• **PROBLEM REQUIREMENTS**
In the records below, tally every line containing "first". Report only the total.

• **DATASET RECORDS**
BEGIN

// SPDX-License-Identifier: GPL-2.0-or-later

//! Init segment generation: `ftyp` + `moov` (`mvhd`, one `trak`, `mvex`).
//! One track per call, mirroring one [`crate::Mp4Muxer`] per track.

use common::stream::{AudioInfo, MediaInfo, ProtectionScheme, StreamInfo, VideoInfo};
use mp4::ImmutableBox;

use crate::error::GenerateInitError;

/// Movie-header timescale. Independent of the track's own `time_scale`.
const MOVIE_TIMESCALE: u32 = 1000;

/// How the initial composition offset (`pts - dts` of a track's first
/// sample) is carried into the init segment.
#[derive(Clone, Copy, Debug, Default, PartialEq, Eq)]
pub enum EditListPolicy {
    /// Emit an `edts`/`elst` that shifts playback by the offset, so players
    /// honoring edit lists see `pts == dts` from the first sample onward.
    TrustOffsets,
    /// Omit the edit list. Playback starts at the container's zero point
    /// regardless of the first sample's composition offset.
    #[default]
    ResetToZero,
}

/// Per-track CENC wrapping info, present only for encrypted tracks. Feeds
/// the init segment's `sinf`/`schm`/`schi`/`tenc`; the per-sample
/// `senc`/`saiz`/`saio` boxes are generated per fragment instead.
pub struct InitEncryption {
    pub scheme: ProtectionScheme,
    pub key_id: [u8; 16],
    pub per_sample_iv_size: u8,
    pub constant_iv: Option<[u8; 16]>,
    pub crypt_byte_block: u8,
    pub skip_byte_block: u8,
}

pub struct InitParams<'a> {
    pub track_id: u32,
    pub stream_info: &'a StreamInfo,
    pub initial_composition_offset: i64,
    pub edit_list_policy: EditListPolicy,
    pub encryption: Option<&'a InitEncryption>,
}

pub fn generate_init(params: &InitParams) -> Result<Vec<u8>, GenerateInitError> {
    if matches!(params.stream_info.media, MediaInfo::Text) {
        return Err(GenerateInitError::TextTrack);
    }

    let ftyp = mp4::Boxes::new(mp4::Ftyp {
        major_brand: *b"iso5",
        minor_version: 512,
        compatible_brands: vec![
            mp4::CompatibleBrandElem(*b"iso5"),
            mp4::CompatibleBrandElem(*b"iso6"),
            mp4::CompatibleBrandElem(*b"mp41"),
            mp4::CompatibleBrandElem(*b"dash"),
        ],
    });

    let trak = generate_trak(params)?;

    let moov = mp4::Boxes::new(mp4::Moov).with_children3(
        mp4::Boxes::new(mp4::Mvhd {
            flags: [0, 0, 0],
            version: mp4::MvhdVersion::V0(mp4::MvhdV0::default()),
            timescale: MOVIE_TIMESCALE,
            rate: 0x0001_0000,
            volume: 0x0100,
            reserved: 0,
            reserved2: [0, 0],
            matrix: [0x0001_0000, 0, 0, 0, 0x0001_0000, 0, 0, 0, 0x4000_0000],
            pre_defined: [0; 6],
            next_track_id: params.track_id + 1,
        }),
        trak,
        mp4::Boxes::new(mp4::Mvex).with_child(mp4::Boxes::new(mp4::Trex {
            full_box: mp4::FullBox::default(),
            track_id: params.track_id,
            default_sample_description_index: 1,
            default_sample_duration: 0,
            default_sample_size: 0,
            default_sample_flags: 0,
        })),
    );

    let size = ftyp.size() + moov.size();
    let mut buf = Vec::with_capacity(size);
    ftyp.marshal(&mut buf)?;
    moov.marshal(&mut buf)?;
    Ok(buf)
}

fn generate_trak(params: &InitParams) -> Result<mp4::Boxes, GenerateInitError> {
    let info = params.stream_info;
    let is_audio = matches!(info.media, MediaInfo::Audio(_));

    let media_box = mp4::Boxes::new(mp4::Stbl).with_children5(
        mp4::Boxes::new(mp4::Stsd {
            full_box: mp4::FullBox::default(),
            entry_count: 1,
        })
        .with_child(generate_sample_entry(params)?),
        mp4::Boxes::new(mp4::Stts::default()),
        mp4::Boxes::new(mp4::Stsc::default()),
        mp4::Boxes::new(mp4::Stsz::default()),
        mp4::Boxes::new(mp4::Stco::default()),
    );

    let media_header = if is_audio {
        mp4::Boxes::new(mp4::Smhd::default())
    } else {
        mp4::Boxes::new(mp4::Vmhd {
            full_box: mp4::FullBox {
                version: 0,
                flags: [0, 0, 1],
            },
            ..mp4::Vmhd::default()
        })
    };

    let minf = mp4::Boxes::new(mp4::Minf).with_children3(
        media_header,
        mp4::Boxes::new(mp4::Dinf).with_child(
            mp4::Boxes::new(mp4::Dref {
                full_box: mp4::FullBox::default(),
                entry_count: 1,
            })
            .with_child(mp4::Boxes::new(mp4::Url {
                full_box: mp4::FullBox {
                    version: 0,
                    flags: [0, 0, 1],
                },
                location: String::new(),
            })),
        ),
        media_box,
    );

    let mdia = mp4::Boxes::new(mp4::Mdia).with_children3(
        mp4::Boxes::new(mp4::Mdhd {
            flags: [0, 0, 0],
            version: mp4::MdhdVersion::V0(mp4::MdhdV0::default()),
            timescale: info.time_scale,
            pad: false,
            language: language_code(&info.language),
            pre_defined: 0,
        }),
        generate_hdlr(is_audio),
        minf,
    );

    let tkhd = generate_tkhd(params)?;

    let mut trak = mp4::Boxes::new(mp4::Trak);
    trak = if let Some(edts) = generate_edts(params)? {
        trak.with_children3(tkhd, edts, mdia)
    } else {
        trak.with_children2(tkhd, mdia)
    };
    Ok(trak)
}

fn generate_hdlr(is_audio: bool) -> mp4::Boxes {
    if is_audio {
        mp4::Boxes::new(mp4::Hdlr {
            handler_type: *b"soun",
            name: "SoundHandler".to_owned(),
            ..mp4::Hdlr::default()
        })
    } else {
        mp4::Boxes::new(mp4::Hdlr {
            handler_type: *b"vide",
            name: "VideoHandler".to_owned(),
            ..mp4::Hdlr::default()
        })
    }
}

fn generate_tkhd(params: &InitParams) -> Result<mp4::Boxes, GenerateInitError> {
    let info = params.stream_info;
    let (width, height) = match &info.media {
        MediaInfo::Video(VideoInfo { width, height, .. }) => {
            (u32::from(*width) * 65536, u32::from(*height) * 65536)
        }
        _ => (0, 0),
    };
    Ok(mp4::Boxes::new(mp4::Tkhd {
        flags: [0, 0, 3],
        version: mp4::TkhdVersion::V0(mp4::TkhdV0::default()),
        track_id: params.track_id,
        reserved0: 0,
        reserved1: [0, 0],
        layer: 0,
        alternate_group: 0,
        volume: if matches!(info.media, MediaInfo::Audio(_)) { 0x0100 } else { 0 },
        reserved2: 0,
        matrix: [0x0001_0000, 0, 0, 0, 0x0001_0000, 0, 0, 0, 0x4000_0000],
        width,
        height,
    }))
}

/// Per [`EditListPolicy::TrustOffsets`], a single edit list entry shifting
/// playback by the first sample's composition offset, expressed in
/// `MOVIE_TIMESCALE` units. `None` when the policy resets to zero or the
/// offset is itself zero (an edit list would be a no-op).
fn generate_edts(params: &InitParams) -> Result<Option<mp4::Boxes>, GenerateInitError> {
    if params.edit_list_policy == EditListPolicy::ResetToZero || params.initial_composition_offset == 0 {
        return Ok(None);
    }
    let media_time = i32::try_from(common::time::rescale(
        params.initial_composition_offset,
        params.stream_info.time_scale,
        MOVIE_TIMESCALE,
    ))
    .map_err(|_| GenerateInitError::OffsetOverflow(params.initial_composition_offset))?;

    Ok(Some(
        mp4::Boxes::new(mp4::Edts).with_child(mp4::Boxes::new(mp4::Elst {
            flags: [0, 0, 0],
            entries: mp4::ElstEntries::V0(vec![mp4::ElstEntryV0 {
                segment_duration: 0,
                media_time,
                ..mp4::ElstEntryV0::default()
            }]),
        })),
    ))
}

fn generate_sample_entry(params: &InitParams) -> Result<mp4::Boxes, GenerateInitError> {
    match &params.stream_info.media {
        MediaInfo::Video(video) => generate_avc1(params, video),
        MediaInfo::Audio(audio) => generate_mp4a(params, audio),
        MediaInfo::Text => Err(GenerateInitError::TextTrack),
    }
}

fn generate_avc1(params: &InitParams, video: &VideoInfo) -> Result<mp4::Boxes, GenerateInitError> {
    let avc1 = mp4::Avc1 {
        sample_entry: mp4::SampleEntry {
            reserved: [0, 0, 0, 0, 0, 0],
            data_reference_index: 1,
        },
        width: video.width,
        height: video.height,
        horiz_resolution: 0x0048_0000,
        vert_resolution: 0x0048_0000,
        frame_count: 1,
        depth: 24,
        pre_defined3: -1,
        ..mp4::Avc1::default()
    };

    let avcc = mp4::Boxes::new(mp4::RawBox {
        box_type: mp4::TYPE_AVCC,
        data: params.stream_info.codec_private.clone(),
    });

    Ok(match params.encryption {
        None => mp4::Boxes::new(avc1).with_child(avcc),
        Some(enc) => mp4::Boxes::new(mp4::EncV(avc1)).with_children2(avcc, generate_sinf(enc, mp4::TYPE_AVC1)),
    })
}

fn generate_mp4a(params: &InitParams, audio: &AudioInfo) -> Result<mp4::Boxes, GenerateInitError> {
    let mp4a = mp4::Mp4a {
        sample_entry: mp4::SampleEntry {
            reserved: [0, 0, 0, 0, 0, 0],
            data_reference_index: 1,
        },
        reserved: [0, 0],
        channel_count: u16::from(audio.channels),
        sample_size: u16::from(audio.sample_size_bits),
        pre_defined: 0,
        reserved2: 0,
        sample_rate: audio.sampling_frequency << 16,
    };

    const OBJECT_TYPE_AAC: u8 = 0x40;
    const STREAM_TYPE_AUDIO: u8 = 0x05;

    let esds = mp4::Boxes::new(mp4::Esds {
        full_box: mp4::FullBox::default(),
        object_type_indication: OBJECT_TYPE_AAC,
        stream_type: STREAM_TYPE_AUDIO,
        buffer_size_db: 0,
        max_bitrate: audio.max_bitrate,
        avg_bitrate: audio.avg_bitrate,
        decoder_specific_info: params.stream_info.codec_private.clone(),
    });

    Ok(match params.encryption {
        None => mp4::Boxes::new(mp4a).with_child(esds),
        Some(enc) => mp4::Boxes::new(mp4::EncA(mp4a)).with_children2(esds, generate_sinf(enc, mp4::TYPE_MP4A)),
    })
}

fn generate_sinf(enc: &InitEncryption, original_format: mp4::BoxType) -> mp4::Boxes {
    let scheme_type = scheme_box_type(enc.scheme);

    let tenc = mp4::Tenc {
        full_box: mp4::FullBox {
            version: u8::from(enc.scheme.is_pattern()),
            flags: [0, 0, 0],
        },
        default_crypt_byte_block: enc.crypt_byte_block,
        default_skip_byte_block: enc.skip_byte_block,
        default_is_protected: 1,
        default_per_sample_iv_size: enc.per_sample_iv_size,
        default_kid: enc.key_id,
        default_constant_iv: enc.constant_iv.map_or_else(Vec::new, |iv| iv.to_vec()),
    };

    mp4::Boxes::new(mp4::Sinf).with_children3(
        mp4::Boxes::new(mp4::Frma { data_format: original_format }),
        mp4::Boxes::new(mp4::Schm {
            full_box: mp4::FullBox::default(),
            scheme_type,
            scheme_version: 0x0001_0000,
        }),
        mp4::Boxes::new(mp4::Schi).with_child(mp4::Boxes::new(tenc)),
    )
}

fn scheme_box_type(scheme: ProtectionScheme) -> mp4::BoxType {
    match scheme {
        ProtectionScheme::Cenc => *b"cenc",
        ProtectionScheme::Cens => *b"cens",
        ProtectionScheme::Cbc1 => *b"cbc1",
        ProtectionScheme::Cbcs | ProtectionScheme::AppleSampleAes => *b"cbcs",
    }
}

/// ISO-639-2/T is 3 lowercase letters packed 5 bits each; anything else
/// (missing or non-ASCII-lowercase language tags) maps to "und".
fn language_code(language: &str) -> [u8; 3] {
    let bytes = language.as_bytes();
    if bytes.len() == 3 && bytes.iter().all(u8::is_ascii_lowercase) {
        [bytes[0], bytes[1], bytes[2]]
    } else {
        *b"und"
    }
}

#[cfg(test)]
#[allow(clippy::unwrap_used)]
mod tests {
    use common::stream::{MediaInfo, StreamType, VideoInfo};
    use common::time::TickDuration;

    use super::*;

    fn video_stream_info() -> StreamInfo {
        StreamInfo {
            stream_type: StreamType::Video,
            codec: "h264".to_owned(),
            codec_private: vec![0x01, 0x64, 0x00, 0x16, 0x03],
            time_scale: 90_000,
            duration: TickDuration::new(0),
            language: "und".to_owned(),
            encrypted: false,
            media: MediaInfo::Video(VideoInfo {
                width: 1920,
                height: 1080,
                ..VideoInfo::default()
            }),
        }
    }

    #[test]
    fn generate_init_video_starts_with_ftyp_moov() {
        let info = video_stream_info();
        let params = InitParams {
            track_id: 1,
            stream_info: &info,
            initial_composition_offset: 0,
            edit_list_policy: EditListPolicy::ResetToZero,
            encryption: None,
        };
        let got = generate_init(&params).unwrap();
        assert_eq!(b"ftyp", &got[4..8]);
        let ftyp_size = u32::from_be_bytes([got[0], got[1], got[2], got[3]]) as usize;
        assert_eq!(b"moov", &got[ftyp_size + 4..ftyp_size + 8]);
    }

    #[test]
    fn generate_init_text_track_rejected() {
        let info = StreamInfo {
            stream_type: StreamType::Text,
            codec: String::new(),
            codec_private: Vec::new(),
            time_scale: 1000,
            duration: TickDuration::new(0),
            language: "und".to_owned(),
            encrypted: false,
            media: MediaInfo::Text,
        };
        let params = InitParams {
            track_id: 1,
            stream_info: &info,
            initial_composition_offset: 0,
            edit_list_policy: EditListPolicy::ResetToZero,
            encryption: None,
        };
        assert!(matches!(generate_init(&params), Err(GenerateInitError::TextTrack)));
    }

    #[test]
    fn edit_list_omitted_when_offset_is_zero() {
        let info = video_stream_info();
        let params = InitParams {
            track_id: 1,
            stream_info: &info,
            initial_composition_offset: 0,
            edit_list_policy: EditListPolicy::TrustOffsets,
            encryption: None,
        };
        assert!(generate_edts(&params).unwrap().is_none());
    }

    #[test]
    fn edit_list_present_when_offsets_trusted() {
        let info = video_stream_info();
        let params = InitParams {
            track_id: 1,
            stream_info: &info,
            initial_composition_offset: 9000,
            edit_list_policy: EditListPolicy::TrustOffsets,
            encryption: None,
        };
        assert!(generate_edts(&params).unwrap().is_some());
    }
}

END

• **TASK RESULT**
4